Nimodipine is a calcium antagonist of the dihydropyridine group.
It's classified as a vasodilator and hypotensive medicine.


For the reduction of cerebral infarction and improvement of outcome after sub-arachnoid haemorrhage.

Safety in pregnancy and lactation has not been established.


Management of overdose:
Symptoms: Hypotension, tachycardia ...also see "side-effects"
Rx: Symptomatic and supportive.


Decrease in blood pressure, slight increase or decrease in heart rate, sweating, dizziness, flushing, headache, gastro-intestinal disorders, nausea and the feeling of warmth.
A transient rise in liver enzymes may occur during I/V administration, this usually reverts to normal on completion of treatment.
Thrombocytopaenia and ileus have been reported rarely.

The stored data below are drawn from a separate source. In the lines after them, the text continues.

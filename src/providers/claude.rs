// Copyright (c) 2025 Derma Labs
// SPDX-License-Identifier: BUSL-1.1
//! Anthropic Messages API adapter (Claude 3.5 Haiku).

use super::{ProviderAdapter, ProviderDescriptor, ProviderKind, ScoreDirection};
use crate::error::ProviderError;
use async_trait::async_trait;
use reqwest::Client;
use serde::{Deserialize, Serialize};
use tracing::debug;

const CLAUDE_ENDPOINT: &str = "https://api.anthropic.com";
const CLAUDE_MODEL: &str = "claude-3-5-haiku-latest";
const ANTHROPIC_VERSION: &str = "2023-06-01";

const DESCRIPTOR: ProviderDescriptor = ProviderDescriptor {
    kind: ProviderKind::Claude,
    name: "claude-3.5-haiku",
    priority: 3,
    score_direction: ScoreDirection::HigherIsHealthier,
};

#[derive(Serialize)]
struct MessagesRequest {
    model: &'static str,
    max_tokens: u32,
    messages: Vec<Message>,
}

#[derive(Serialize)]
struct Message {
    role: &'static str,
    content: Vec<ContentBlock>,
}

#[derive(Serialize)]
#[serde(tag = "type")]
enum ContentBlock {
    #[serde(rename = "image")]
    Image { source: ImageSource },
    #[serde(rename = "text")]
    Text { text: String },
}

#[derive(Serialize)]
struct ImageSource {
    #[serde(rename = "type")]
    source_type: &'static str,
    media_type: String,
    data: String,
}

#[derive(Deserialize)]
struct MessagesResponse {
    content: Vec<ResponseBlock>,
}

#[derive(Deserialize)]
struct ResponseBlock {
    text: Option<String>,
}

pub struct ClaudeAdapter {
    client: Client,
    api_key: String,
    endpoint: String,
}

impl ClaudeAdapter {
    pub fn new(client: Client, api_key: String) -> Self {
        Self {
            client,
            api_key,
            endpoint: CLAUDE_ENDPOINT.to_string(),
        }
    }
}

#[async_trait]
impl ProviderAdapter for ClaudeAdapter {
    fn descriptor(&self) -> &ProviderDescriptor {
        &DESCRIPTOR
    }

    async fn analyze(
        &self,
        image_b64: &str,
        mime: &str,
        prompt: &str,
    ) -> Result<String, ProviderError> {
        let request = MessagesRequest {
            model: CLAUDE_MODEL,
            max_tokens: 2048,
            messages: vec![Message {
                role: "user",
                content: vec![
                    ContentBlock::Image {
                        source: ImageSource {
                            source_type: "base64",
                            media_type: format!("image/{}", mime),
                            data: image_b64.to_string(),
                        },
                    },
                    ContentBlock::Text {
                        text: prompt.to_string(),
                    },
                ],
            }],
        };

        let url = format!("{}/v1/messages", self.endpoint);
        let response = self
            .client
            .post(&url)
            .header("x-api-key", &self.api_key)
            .header("anthropic-version", ANTHROPIC_VERSION)
            .json(&request)
            .send()
            .await?;

        if !response.status().is_success() {
            return Err(ProviderError::HttpStatus(response.status().as_u16()));
        }

        let body: MessagesResponse = response
            .json()
            .await
            .map_err(|e| ProviderError::MalformedResponse(e.to_string()))?;

        let text = body
            .content
            .into_iter()
            .find_map(|b| b.text)
            .ok_or_else(|| {
                ProviderError::MalformedResponse("no text block in response".to_string())
            })?;

        debug!("claude returned {} chars", text.len());
        Ok(text)
    }
}
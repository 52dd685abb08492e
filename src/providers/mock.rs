// Copyright (c) 2025 Derma Labs
// SPDX-License-Identifier: BUSL-1.1
//! Scriptable in-process provider used by orchestrator and registry tests.

use super::{ProviderAdapter, ProviderDescriptor, ProviderKind, ScoreDirection};
use crate::error::ProviderError;
use async_trait::async_trait;
use std::sync::atomic::{AtomicUsize, Ordering};
use std::time::Duration;

/// What the mock does when `analyze` is called.
#[derive(Debug, Clone)]
pub enum MockBehavior {
    /// Return this raw payload immediately.
    Succeed(String),
    /// Return a clone of this error immediately.
    Fail(ProviderError),
    /// Never return. The orchestrator's attempt timeout must fire.
    Hang,
}

pub struct MockProvider {
    descriptor: ProviderDescriptor,
    behavior: MockBehavior,
    calls: AtomicUsize,
}

impl MockProvider {
    pub fn new(name: &'static str, priority: u8, behavior: MockBehavior) -> Self {
        Self {
            descriptor: ProviderDescriptor {
                // The kind only matters for real backends; mocks borrow one.
                kind: ProviderKind::OpenAi,
                name,
                priority,
                score_direction: ScoreDirection::HigherIsHealthier,
            },
            behavior,
            calls: AtomicUsize::new(0),
        }
    }

    /// Override the score direction (for normalizer flip tests).
    pub fn with_score_direction(mut self, direction: ScoreDirection) -> Self {
        self.descriptor.score_direction = direction;
        self
    }

    /// Number of times `analyze` has been invoked.
    pub fn calls(&self) -> usize {
        self.calls.load(Ordering::SeqCst)
    }
}

#[async_trait]
impl ProviderAdapter for MockProvider {
    fn descriptor(&self) -> &ProviderDescriptor {
        &self.descriptor
    }

    async fn analyze(
        &self,
        _image_b64: &str,
        _mime: &str,
        _prompt: &str,
    ) -> Result<String, ProviderError> {
        self.calls.fetch_add(1, Ordering::SeqCst);
        match &self.behavior {
            MockBehavior::Succeed(payload) => Ok(payload.clone()),
            MockBehavior::Fail(err) => Err(err.clone()),
            MockBehavior::Hang => {
                tokio::time::sleep(Duration::from_secs(3600)).await;
                Err(ProviderError::Unavailable("hang elapsed".to_string()))
            }
        }
    }
}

Use with care when cerebral oedema or severely raised intracranial pressure are present.
May potentiate hypotensive effect of antihypertensives.
Concomitant administration of calcium antagonists, alpha-methyl-dopa or beta-blockers should be avoided. Where such co-administration is unavoidable, careful dose titration of nimodipine should be undertaken with possible reduction or discontinuation of the antihypertensive agent.
Caution is required in patients with systolic blood pressure < 90mmHg.
Blood levels of nimodipine may be increased with concomitant administration of cimetidine or anticonvulsant sodium valproate. In patients treated with enzyme inducing anti-convulsants such as phenytoin, phenobarbital and carbamazepine, the plasma concentrations of nimodipine may be markedly reduced.
Patients with known renal disease and/or recieving nephrotoxic drugs, should have renal function monitored closely during I/V treatment.
In patients with severely impaired liver function, dosage reduction may be required.

Safety in pregnancy and lactation has not been established.